Walt Jobyn stared at him for a moment, with his weathered face taking on a slight tinge of beetroot, and then he let out an equine squeal of laughter and slapped the inventor resoundingly on the back.

“Well, fan mah britches,” he chortled. “You’re as right as yuh can be, Doc, an’ yuh had the guts to come straight out with it. I like that. Okay, then, you tell me how yuh think we should do it.”

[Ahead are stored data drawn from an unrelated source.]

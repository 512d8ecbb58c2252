use std::path::{Path, PathBuf};

use serde::{Deserialize, Serialize};

/// Default name of the site configuration file.
pub const CONFIG_FILE_NAME: &str = "quire.yaml";

/// Prefix for environment variable overrides, e.g. `QUIRE__SITE__TITLE`.
const ENV_PREFIX: &str = "QUIRE";

#[derive(thiserror::Error, Debug)]
pub enum ConfigError {
    #[error("failed to encode config file path as a unicode string: {0}")]
    EncodePath(PathBuf),

    #[error("config file not found: {0}")]
    NotFound(PathBuf),

    #[error("failed to deserialize config: {0}")]
    Deserialize(#[from] config::ConfigError),

    #[error("failed to get current working directory: {0}")]
    CwdFailure(std::io::Error),

    #[error("{0}")]
    Validation(String),
}

// =============================================================================
// Top-level config
// =============================================================================

/// Site-wide settings loaded from `quire.yaml`.
///
/// Everything here is read-only for the duration of a build.
#[derive(Debug, Clone, Serialize, Deserialize)]
pub struct Config {
    pub site: SiteConfig,
    /// Directory holding the Markdown posts and static assets
    #[serde(default = "default_content_dir")]
    pub content: PathBuf,
    /// Directory holding the Tera layouts
    #[serde(default = "default_layouts_dir")]
    pub layouts: PathBuf,
    #[serde(default)]
    pub permalink: PermalinkConfig,
    #[serde(default)]
    pub defaults: DefaultsConfig,
    #[serde(default)]
    pub listings: ListingConfig,
    #[serde(default)]
    pub markdown: MarkdownConfig,
    /// Arbitrary values passed to layouts as `site.params.*`
    #[serde(default = "default_params")]
    pub params: serde_json::Value,
    /// Development-specific settings (watch mode, etc.)
    #[serde(default)]
    pub dev: DevConfig,
}

fn default_content_dir() -> PathBuf {
    PathBuf::from("content")
}

fn default_layouts_dir() -> PathBuf {
    PathBuf::from("layouts")
}

fn default_params() -> serde_json::Value {
    serde_json::Value::Object(Default::default())
}

// =============================================================================
// Site configuration
// =============================================================================

#[derive(Debug, Clone, Serialize, Deserialize)]
pub struct SiteConfig {
    pub title: String,
    /// Public URL of the site, e.g. `https://blog.example.com`
    pub url: Option<String>,
    /// Path prefix the site is mounted under, e.g. `/blog`
    #[serde(default)]
    pub base_path: String,
    pub description: Option<String>,
    pub author: Option<String>,
    #[serde(default = "default_output")]
    pub output: PathBuf,
}

fn default_output() -> PathBuf {
    PathBuf::from("_site")
}

// =============================================================================
// Permalinks
// =============================================================================

/// URL patterns for posts.
///
/// Supported tokens: `:year`, `:month`, `:day`, `:title`, `:slug`,
/// `:categories` and `:path`.
#[derive(Debug, Clone, Serialize, Deserialize)]
pub struct PermalinkConfig {
    /// Pattern for dated posts
    #[serde(default = "default_post_permalink")]
    pub posts: String,
    /// Pattern for undated pages
    #[serde(default = "default_page_permalink")]
    pub pages: String,
}

fn default_post_permalink() -> String {
    "/:year/:month/:day/:title/".to_string()
}

fn default_page_permalink() -> String {
    "/:path/".to_string()
}

impl Default for PermalinkConfig {
    fn default() -> Self {
        Self {
            posts: default_post_permalink(),
            pages: default_page_permalink(),
        }
    }
}

// =============================================================================
// Front matter defaults
// =============================================================================

#[derive(Debug, Clone, Serialize, Deserialize)]
pub struct DefaultsConfig {
    /// Layout used by posts that don't name one
    #[serde(default = "default_layout")]
    pub layout: String,
}

fn default_layout() -> String {
    "post".to_string()
}

impl Default for DefaultsConfig {
    fn default() -> Self {
        Self {
            layout: default_layout(),
        }
    }
}

// =============================================================================
// Listing pages
// =============================================================================

/// Generated listing pages. Each page is only written when its layout exists.
#[derive(Debug, Clone, Serialize, Deserialize)]
pub struct ListingConfig {
    #[serde(default = "default_home_layout")]
    pub home_layout: String,
    #[serde(default = "default_tag_layout")]
    pub tag_layout: String,
    #[serde(default = "default_category_layout")]
    pub category_layout: String,
    #[serde(default = "default_tags_path")]
    pub tags_path: String,
    #[serde(default = "default_categories_path")]
    pub categories_path: String,
}

fn default_home_layout() -> String {
    "home".to_string()
}

fn default_tag_layout() -> String {
    "tag".to_string()
}

fn default_category_layout() -> String {
    "category".to_string()
}

fn default_tags_path() -> String {
    "/tags".to_string()
}

fn default_categories_path() -> String {
    "/categories".to_string()
}

impl Default for ListingConfig {
    fn default() -> Self {
        Self {
            home_layout: default_home_layout(),
            tag_layout: default_tag_layout(),
            category_layout: default_category_layout(),
            tags_path: default_tags_path(),
            categories_path: default_categories_path(),
        }
    }
}

// =============================================================================
// Markdown configuration
// =============================================================================

#[derive(Debug, Clone, Serialize, Deserialize)]
pub struct MarkdownConfig {
    /// Extensions to enable for markdown processing
    #[serde(default = "default_markdown_extensions")]
    pub extensions: Vec<String>,
    /// Syntax highlight code blocks (plain escaped `<pre>` otherwise)
    #[serde(default = "default_highlight")]
    pub highlight: bool,
    /// Highlighting theme, used for the generated stylesheet
    #[serde(default = "default_highlight_theme")]
    pub highlight_theme: String,
}

fn default_markdown_extensions() -> Vec<String> {
    vec![
        "footnotes".to_string(),
        "heading_attributes".to_string(),
        "strikethrough".to_string(),
        "tables".to_string(),
        "tasklists".to_string(),
    ]
}

fn default_highlight() -> bool {
    true
}

fn default_highlight_theme() -> String {
    "dracula".to_string()
}

impl Default for MarkdownConfig {
    fn default() -> Self {
        Self {
            extensions: default_markdown_extensions(),
            highlight: default_highlight(),
            highlight_theme: default_highlight_theme(),
        }
    }
}

// =============================================================================
// Development configuration
// =============================================================================

#[derive(Debug, Clone, Serialize, Deserialize)]
pub struct DevConfig {
    /// File watching configuration
    #[serde(default)]
    pub watch: WatchConfig,
    /// Enable live reload in the browser when files change (default: true)
    #[serde(default = "default_live_reload")]
    pub live_reload: bool,
}

impl Default for DevConfig {
    fn default() -> Self {
        Self {
            watch: WatchConfig::default(),
            live_reload: true,
        }
    }
}

fn default_live_reload() -> bool {
    true
}

/// Configuration for file watching during development.
#[derive(Debug, Clone, Serialize, Deserialize)]
pub struct WatchConfig {
    /// Use polling-based watcher instead of native file system events.
    /// Useful for network filesystems, Docker volumes, or other situations
    /// where native events are unreliable.
    #[serde(default)]
    pub poll: bool,
    /// Poll interval in milliseconds (only used if poll=true).
    #[serde(default = "default_poll_interval_ms")]
    pub poll_interval_ms: u64,
    /// Debounce timeout in milliseconds.
    /// Changes within this window are batched together.
    #[serde(default = "default_debounce_ms")]
    pub debounce_ms: u64,
}

fn default_poll_interval_ms() -> u64 {
    500
}

fn default_debounce_ms() -> u64 {
    100
}

impl Default for WatchConfig {
    fn default() -> Self {
        Self {
            poll: false,
            poll_interval_ms: default_poll_interval_ms(),
            debounce_ms: default_debounce_ms(),
        }
    }
}

// =============================================================================
// Config loading
// =============================================================================

impl Config {
    /// A starter config, as written by `quire init`.
    pub fn starter(title: &str) -> Self {
        Self {
            site: SiteConfig {
                title: title.to_string(),
                url: Some("https://example.com".to_string()),
                base_path: String::new(),
                description: None,
                author: None,
                output: default_output(),
            },
            content: default_content_dir(),
            layouts: default_layouts_dir(),
            permalink: PermalinkConfig::default(),
            defaults: DefaultsConfig::default(),
            listings: ListingConfig::default(),
            markdown: MarkdownConfig::default(),
            params: default_params(),
            dev: DevConfig::default(),
        }
    }

    /// Resolve the config path from the command line argument, defaulting to `quire.yaml`
    /// in the current directory.
    pub fn resolve_path(config_file: Option<&Path>) -> Result<PathBuf, ConfigError> {
        let config_file = config_file.unwrap_or(Path::new(CONFIG_FILE_NAME));
        if config_file.is_relative() {
            Ok(std::env::current_dir()
                .map_err(ConfigError::CwdFailure)?
                .join(config_file))
        } else {
            Ok(config_file.to_path_buf())
        }
    }

    /// Load the config from a file path.
    ///
    /// Values from the file can be overridden with `QUIRE__`-prefixed environment
    /// variables, using `__` as the nesting separator.
    pub fn load_from_file(path: &Path) -> Result<Self, ConfigError> {
        if !path.exists() {
            return Err(ConfigError::NotFound(path.to_path_buf()));
        }

        let path_str = path
            .as_os_str()
            .to_str()
            .ok_or_else(|| ConfigError::EncodePath(path.to_path_buf()))?;

        let config = config::Config::builder()
            .add_source(config::File::new(path_str, config::FileFormat::Yaml))
            .add_source(
                config::Environment::with_prefix(ENV_PREFIX)
                    .prefix_separator("__")
                    .separator("__"),
            )
            .build()?
            .try_deserialize::<Config>()?;

        config.validate()?;
        Ok(config)
    }

    /// Reject settings that would only fail later, mid-build.
    fn validate(&self) -> Result<(), ConfigError> {
        if self.site.title.trim().is_empty() {
            return Err(ConfigError::Validation(
                "invalid config: 'site.title' must not be empty".to_string(),
            ));
        }
        if !self.params.is_object() {
            return Err(ConfigError::Validation(
                "invalid config: 'params' must be a mapping".to_string(),
            ));
        }
        for (key, pattern) in [
            ("permalink.posts", &self.permalink.posts),
            ("permalink.pages", &self.permalink.pages),
        ] {
            if !pattern.starts_with('/') {
                return Err(ConfigError::Validation(format!(
                    "invalid config: '{key}' must start with '/' (got '{pattern}')"
                )));
            }
        }
        Ok(())
    }

    /// Base directory for resolving relative paths (the config file's directory).
    pub fn base_path(config_path: &Path) -> PathBuf {
        config_path
            .parent()
            .map(|p| p.to_path_buf())
            .unwrap_or_else(|| PathBuf::from("."))
    }
}

#[cfg(test)]
mod tests {
    use super::*;

    fn write_config(dir: &Path, contents: &str) -> PathBuf {
        let path = dir.join(CONFIG_FILE_NAME);
        std::fs::write(&path, contents).unwrap();
        path
    }

    #[test]
    fn test_load_minimal_config_uses_defaults() {
        let dir = tempfile::tempdir().unwrap();
        let path = write_config(dir.path(), "site:\n  title: Notes\n");

        let config = Config::load_from_file(&path).unwrap();

        assert_eq!(config.site.title, "Notes");
        assert_eq!(config.site.output, PathBuf::from("_site"));
        assert_eq!(config.content, PathBuf::from("content"));
        assert_eq!(config.permalink.posts, "/:year/:month/:day/:title/");
        assert_eq!(config.defaults.layout, "post");
        assert!(config.markdown.highlight);
        assert!(config.params.is_object());
    }

    #[test]
    fn test_load_params_and_overrides() {
        let dir = tempfile::tempdir().unwrap();
        let path = write_config(
            dir.path(),
            r#"
site:
  title: Notes
  url: https://notes.example.com
  base_path: /blog
permalink:
  posts: /:categories/:title/
params:
  github: someone
"#,
        );

        let config = Config::load_from_file(&path).unwrap();

        assert_eq!(config.site.base_path, "/blog");
        assert_eq!(config.permalink.posts, "/:categories/:title/");
        assert_eq!(config.permalink.pages, "/:path/");
        assert_eq!(config.params["github"], "someone");
    }

    #[test]
    fn test_missing_config_file() {
        let dir = tempfile::tempdir().unwrap();
        let result = Config::load_from_file(&dir.path().join("nope.yaml"));
        assert!(matches!(result, Err(ConfigError::NotFound(_))));
    }

    #[test]
    fn test_missing_site_title_is_rejected() {
        let dir = tempfile::tempdir().unwrap();
        let path = write_config(dir.path(), "content: posts\n");
        assert!(Config::load_from_file(&path).is_err());
    }

    #[test]
    fn test_relative_permalink_is_rejected() {
        let dir = tempfile::tempdir().unwrap();
        let path = write_config(
            dir.path(),
            "site:\n  title: Notes\npermalink:\n  posts: ':title/'\n",
        );
        assert!(matches!(
            Config::load_from_file(&path),
            Err(ConfigError::Validation(_))
        ));
    }

    #[test]
    fn test_starter_round_trips_through_yaml() {
        let dir = tempfile::tempdir().unwrap();
        let text = serde_yaml::to_string(&Config::starter("Fresh")).unwrap();
        let path = write_config(dir.path(), &text);

        let config = Config::load_from_file(&path).unwrap();
        assert_eq!(config.site.title, "Fresh");
        assert_eq!(config.listings.tags_path, "/tags");
    }

    #[test]
    fn test_base_path() {
        assert_eq!(
            Config::base_path(Path::new("/blog/quire.yaml")),
            PathBuf::from("/blog")
        );
    }
}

“I’d be scared to death to have all that money in cash,” Nemford said. “But cashier’s checks are just about as final, aren’t they? I mean, you can’t stop them or take them back. You could give me five of them, say, for forty thousand each, so that I could put them in different banks as I’d probably want to. But as soon as you gave them to me, I’d hand everything over.”

“If that’ll make yuh happy, Doc, that’s the way it’ll be.” Jobyn frowned. “But it’ll be the day after tomorrow at the soonest before I can get those checks from my bank in Texas, unless I charter a private plane to fetch ’em.”

“That’s all right, Mr Jobyn,” Nemford said, with his normal composure coming back again. “Whenever they get here, you can give me a call and come over and we’ll make the exchange.”

“Provided somebody hasn’t stolen those blueprints meanwhile,” Simon put in. “Or are they booby-trapped, too?”

Nemford shook his head.

“I don’t think they need to be. They’re in a safe deposit box at my bank.”

“I won’t even ask yuh which bank, Doc,” Jobyn said jovially, “in case yuh think I might put Mr Templar here up to bustin’ into it.”

The joke did not seem to make any special impression on his audience.

“That’s fine, then,” Nemford said with an air of sober relief, and picked up his wrench to attack the bolts that secured his model. “Now if you won’t mind helping me get this back to the house...”

They assisted him to load his machine back on the wheelbarrow and cart it back to the shore, and there Jobyn held out his hand.

“We made a deal. Doc,” he said heartily. “I’ll be talkin’ to yuh soon with them checks in mah hand. An’ when yuh feel like takin’ a trip somewhere, you should come to Texas an’ see mah oil wells.”

He offered the same hand to Hamzah.

“Too bad yuh lost out, Colonel,” he said generously. “You should’ve made up your mind quicker — yuh could easily, not havin’ to listen to a back-seat-drivin’ wife, like me. Even if yuh got a dozen of ’em, you fellas got enough sense to keep ’em locked up in a harem. But better luck next time, anyhow.”

The Arabian delegate accepted the hand gingerly, and winced at the shake, but managed a toothily courteous grimace.

“Y’know, pardner,” Jobyn observed as they drove away, “Felicity’s goin’ to be spittin’ like a scalded bobcat when she hears this water-makin’ invention is as genuine as I been tellin’ her all along. She’ll like to tear your hair out for backin’ me up.”